### Instructions to follow
Which lines in the data below contain the word "derive"? Pull each of them out.

### Data supplied
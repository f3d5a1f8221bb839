//! Prometheus recorder for the process-local cache counters.
//!
//! The engine records through the `metrics` facade; this module installs the
//! `metrics-exporter-prometheus` recorder and renders its text output. How the
//! output is exposed (HTTP route, push job) is up to the embedding service.
//!
//! # Metrics Exposed
//!
//! - `scopeacl_cache_hits_total{tier}` - Snapshot cache hits
//! - `scopeacl_cache_misses_total` - Lookups that missed every tier
//! - `scopeacl_cache_invalidations_total` - User invalidations
//! - `scopeacl_snapshot_loads_total` - Snapshots loaded from storage
//! - `scopeacl_batch_checks_total` - Abilities checked through batch checks
//! - `scopeacl_batch_check_duration_seconds` - Batch check duration
//! - `scopeacl_cache_warm_duration_seconds` - Cache warm duration

use std::sync::Arc;

use metrics_exporter_prometheus::{PrometheusBuilder, PrometheusHandle};

/// Handle for rendering the recorded metrics.
#[derive(Clone)]
pub struct MetricsState {
    handle: Arc<PrometheusHandle>,
}

impl MetricsState {
    pub fn new(handle: PrometheusHandle) -> Self {
        Self {
            handle: Arc::new(handle),
        }
    }

    /// Renders the current metrics in Prometheus text format.
    pub fn render(&self) -> String {
        self.handle.render()
    }
}

impl std::fmt::Debug for MetricsState {
    fn fmt(&self, f: &mut std::fmt::Formatter<'_>) -> std::fmt::Result {
        f.debug_struct("MetricsState").finish_non_exhaustive()
    }
}

/// Error type for metrics initialization.
#[derive(Debug, thiserror::Error)]
pub enum MetricsError {
    #[error("failed to install Prometheus recorder: recorder already installed")]
    AlreadyInstalled,
}

/// Installs the Prometheus recorder as the global `metrics` recorder.
///
/// # Errors
///
/// Returns an error if a recorder is already installed.
pub fn init_metrics() -> Result<MetricsState, MetricsError> {
    let handle = PrometheusBuilder::new()
        .install_recorder()
        .map_err(|_| MetricsError::AlreadyInstalled)?;

    register_default_metrics();

    Ok(MetricsState::new(handle))
}

fn register_default_metrics() {
    scopeacl_domain::cache::register_cache_metrics();

    metrics::describe_histogram!(
        "scopeacl_batch_check_duration_seconds",
        "Batch check duration in seconds"
    );
    metrics::describe_histogram!(
        "scopeacl_cache_warm_duration_seconds",
        "Cache warm duration in seconds"
    );
    metrics::describe_counter!(
        "scopeacl_cache_warm_failures_total",
        "Users whose snapshot could not be warmed"
    );
}

#[cfg(test)]
mod tests {
    use super::*;

    // Only one recorder can be installed per process; this is the only test
    // in the crate that installs one.
    #[test]
    fn test_init_metrics_renders_recorded_counters() {
        let state = init_metrics().unwrap();

        metrics::counter!("scopeacl_cache_hits_total", "tier" => "shared").increment(3);

        let rendered = state.render();
        assert!(rendered.contains("scopeacl_cache_hits_total"));
        assert!(rendered.contains("tier=\"shared\""));
        assert!(matches!(init_metrics(), Err(MetricsError::AlreadyInstalled)));
    }
}
//! Invalidation of cached permission snapshots.
//!
//! Callers that change roles or permissions must invalidate the affected
//! users after the change is committed.

use scopeacl_domain::DomainResult;
use scopeacl_storage::{AssignmentReader, ContextStore, KeyValueStore, UserId};
use tracing::{info, warn};

use super::CacheOps;

impl<C, A, K> CacheOps<C, A, K>
where
    C: ContextStore,
    A: AssignmentReader,
    K: KeyValueStore,
{
    /// Clears the shared-memory and persistent entries of `user`.
    pub async fn invalidate_all_levels(&self, user: UserId) -> DomainResult<()> {
        self.service.cache().invalidate_shared(user).await?;
        info!(user_id = user, "invalidated permission snapshot");
        Ok(())
    }

    /// Invalidates every user in `users`, returning how many were cleared.
    ///
    /// Every user is attempted even if an earlier one fails; the first
    /// failure is returned after the loop.
    pub async fn invalidate_batch(&self, users: &[UserId]) -> DomainResult<usize> {
        let mut invalidated = 0;
        let mut first_error = None;

        for &user in users {
            match self.invalidate_all_levels(user).await {
                Ok(()) => invalidated += 1,
                Err(error) => {
                    warn!(user_id = user, %error, "failed to invalidate permission snapshot");
                    first_error.get_or_insert(error);
                }
            }
        }

        info!(
            requested = users.len(),
            invalidated, "batch invalidation finished"
        );
        match first_error {
            Some(error) => Err(error),
            None => Ok(invalidated),
        }
    }
}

### Solution to the exercise
#[derive(Clone)]
#[derive(Debug, thiserror::Error)]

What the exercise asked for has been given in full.